Tout salon de la BD qui se respecte, où qu’il se tienne dans le monde, consacre toujours un espace aux auteurs autoédités : alors que dans les années 1960, ces titres étaient en grande partie des œuvres expérimentales photocopiées plutôt qu’imprimées, le niveau de qualité n’a cessé de croître au fil des ans, au point qu’aujourd’hui, il serait difficile de faire la différence entre une BD autoéditée et une publication d’une maison d’édition traditionnelle.
BONE : UNE ÉNORME RÉUSSITE
Tout au long des années 1970 et 1980, des deux côtés de l’Atlantique, il existait une scène éditoriale underground florissante composée d’auteurs, de fanzines, de collectifs et d’autres organisations qui produisaient leurs propres œuvres. En général, ces publications à compte d’auteur avaient une diffusion locale ou limitée à des niches particulières ou à des communautés partageant des passions communes.
Puis, en 1991, une bande dessinée est apparue qui a complètement révolutionné le paradigme de l’édition. Cette BD, c’était Bone de Jeff Smith.

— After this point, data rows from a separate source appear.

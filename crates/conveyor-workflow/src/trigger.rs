//! Cron triggers attached to a pipeline's `on` list.

use chrono::{DateTime, Utc};
use conveyor_core::error::ConfigError;
use cron::Schedule;
use serde::de::{self, Deserializer, MapAccess, Visitor};
use serde::ser::Serializer;
use serde::{Deserialize, Serialize};
use std::fmt;
use std::str::FromStr;

/// One cron schedule. The expression is kept verbatim for display and
/// round-tripping; the parsed [`Schedule`] drives generation.
#[derive(Debug, Clone)]
pub struct Trigger {
    pub expr: String,
    pub timezone: Option<String>,
    schedule: Schedule,
}

impl Trigger {
    /// Parse a cron expression. Five-field expressions get a `0` seconds
    /// column prepended; six- and seven-field expressions pass through.
    pub fn parse(expr: &str) -> Result<Self, ConfigError> {
        Self::with_timezone(expr, None)
    }

    pub fn with_timezone(expr: &str, timezone: Option<String>) -> Result<Self, ConfigError> {
        let fields = expr.split_whitespace().count();
        let normalized = if fields == 5 {
            format!("0 {expr}")
        } else {
            expr.to_string()
        };
        let schedule = Schedule::from_str(&normalized).map_err(|err| ConfigError::InvalidCron {
            expr: expr.to_string(),
            message: err.to_string(),
        })?;
        Ok(Self {
            expr: expr.to_string(),
            timezone,
            schedule,
        })
    }

    /// The next firing time strictly after `instant`.
    pub fn next_after(&self, instant: DateTime<Utc>) -> Option<DateTime<Utc>> {
        self.schedule.after(&instant).next()
    }

    /// All firing times strictly after `instant`, ascending.
    pub fn upcoming(&self, instant: DateTime<Utc>) -> impl Iterator<Item = DateTime<Utc>> {
        self.schedule.clone().after_owned(instant)
    }
}

impl fmt::Display for Trigger {
    fn fmt(&self, f: &mut fmt::Formatter<'_>) -> fmt::Result {
        f.write_str(&self.expr)
    }
}

impl PartialEq for Trigger {
    fn eq(&self, other: &Self) -> bool {
        self.expr == other.expr && self.timezone == other.timezone
    }
}

impl Serialize for Trigger {
    fn serialize<S: Serializer>(&self, serializer: S) -> Result<S::Ok, S::Error> {
        match &self.timezone {
            None => serializer.serialize_str(&self.expr),
            Some(tz) => {
                use serde::ser::SerializeMap;
                let mut map = serializer.serialize_map(Some(2))?;
                map.serialize_entry("cron", &self.expr)?;
                map.serialize_entry("timezone", tz)?;
                map.end()
            }
        }
    }
}

impl<'de> Deserialize<'de> for Trigger {
    fn deserialize<D: Deserializer<'de>>(deserializer: D) -> Result<Self, D::Error> {
        struct TriggerVisitor;

        impl<'de> Visitor<'de> for TriggerVisitor {
            type Value = Trigger;

            fn expecting(&self, f: &mut fmt::Formatter<'_>) -> fmt::Result {
                f.write_str("a cron expression string or a {cron, timezone} map")
            }

            fn visit_str<E: de::Error>(self, value: &str) -> Result<Trigger, E> {
                Trigger::parse(value).map_err(de::Error::custom)
            }

            fn visit_map<A: MapAccess<'de>>(self, mut access: A) -> Result<Trigger, A::Error> {
                let mut cron: Option<String> = None;
                let mut timezone: Option<String> = None;
                while let Some(key) = access.next_key::<String>()? {
                    match key.as_str() {
                        "cron" => cron = Some(access.next_value()?),
                        "timezone" => timezone = Some(access.next_value()?),
                        other => {
                            return Err(de::Error::unknown_field(other, &["cron", "timezone"]))
                        }
                    }
                }
                let cron = cron.ok_or_else(|| de::Error::missing_field("cron"))?;
                Trigger::with_timezone(&cron, timezone).map_err(de::Error::custom)
            }
        }

        deserializer.deserialize_any(TriggerVisitor)
    }
}

#[cfg(test)]
mod tests {
    use super::*;
    use chrono::TimeZone;

    #[test]
    fn test_five_field_expression_normalized() {
        let trigger = Trigger::parse("*/5 * * * *").unwrap();
        let after = Utc.with_ymd_and_hms(2024, 1, 1, 0, 0, 0).unwrap();
        assert_eq!(
            trigger.next_after(after),
            Some(Utc.with_ymd_and_hms(2024, 1, 1, 0, 5, 0).unwrap())
        );
        assert_eq!(trigger.to_string(), "*/5 * * * *");
    }

    #[test]
    fn test_next_after_is_strict() {
        let trigger = Trigger::parse("0 * * * *").unwrap();
        let on_the_hour = Utc.with_ymd_and_hms(2024, 1, 1, 3, 0, 0).unwrap();
        assert_eq!(
            trigger.next_after(on_the_hour),
            Some(Utc.with_ymd_and_hms(2024, 1, 1, 4, 0, 0).unwrap())
        );
    }

    #[test]
    fn test_invalid_expression_rejected() {
        assert!(matches!(
            Trigger::parse("not a cron"),
            Err(ConfigError::InvalidCron { .. })
        ));
    }

    #[test]
    fn test_deserialize_string_and_map_forms() {
        let from_str: Trigger = serde_yaml::from_str("\"*/10 * * * *\"").unwrap();
        assert_eq!(from_str.expr, "*/10 * * * *");

        let from_map: Trigger =
            serde_yaml::from_str("{cron: \"0 9 * * 1-5\", timezone: \"Etc/UTC\"}").unwrap();
        assert_eq!(from_map.expr, "0 9 * * 1-5");
        assert_eq!(from_map.timezone.as_deref(), Some("Etc/UTC"));
    }
}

Cette épopée auto-publiée a été créée à Columbus, dans l’Ohio. Jeff Smith y avait créé un petit studio d’animation et passait son temps libre à publier des comics pour le journal de l’université (le comic strip est un format autonome généralement publié dans les journaux et les magazines. L’exemple le plus célèbre est sans doute celui des Peanuts de Charles Schulz).
Au début des années 1990, avec le feu vert de sa femme, Smith décide de tout laisser tomber et de tenter d’auto-publier une fantaisie légère sous la forme d’un roman graphique. Bone, dont les personnages sont trois étranges créatures qui ressemblent à un croisement entre Casper le fantôme sympathique et un personnage de Disney, est en fait inspiré de la légendaire bande dessinée américaine Pogo.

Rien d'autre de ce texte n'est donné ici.